The purpose of this study was to develop a sensitive and simple method, based on dispersive derivatization liquid-liquid microextraction-gas chromatography-mass spectrometry (DDLLME-GC-MS) in scanning and selected-ion-monitoring (SIM) modes, for detection of 2-chlorovinylarsonous acid (CVAA) as a hydrolysis product and urinary metabolite of lewisite in urine samples. Chloroform (65 μL), methanol (500 μL), and ethanedithiol (10 μL) were used as extraction solvent, dispersive solvent, and derivatizing reagent, respectively. Critical conditions of the proposed method were optimized. The nucleophilic reactions of dithiol and monothiol compounds with CVAA were also studied using a competitive method. In view of the high affinity of trivalent arsenic for sulfhydryl groups, the interaction between CVAA and bis(2-chlorovinyl)arsonous acid (BCVAA) and free cysteine (Cys) was also investigated using liquid chromatography-electrospray ionization mass spectrometry (LC-ESI-MS). The interference of Cys, present in human urine, with the detection of CVAA was evaluated using dithiol and monothiol chemicals as derivatization agents. The developed method provided a preconcentration factor of 250, and limits of detection of 0.015 and 0.30 μg L(-1) in SIM and scanning modes, respectively. The calibration curves were linear over the concentration range of 1-400 μg L(-1) in full-scan mode. The relative standard deviation (RSD) values were calculated to be 5.5 and 3.2% at concentrations of 20 and 100 μg L(-1), respectively.

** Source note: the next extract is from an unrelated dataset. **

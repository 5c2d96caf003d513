fn main() {
    multiversx_sc_meta_lib::cli_main::<governed_vault::AbiProvider>();
}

Collision-induced dissociation studies of the major electron-impact (EI) ions were performed to confirm the proposed fragment structure of CVAA-dithiols derivatives. Results indicated that the developed method for analysis of CVAA is suitable not only for verification of human exposure to lewisite, but also for quantification of CVAA in urine samples.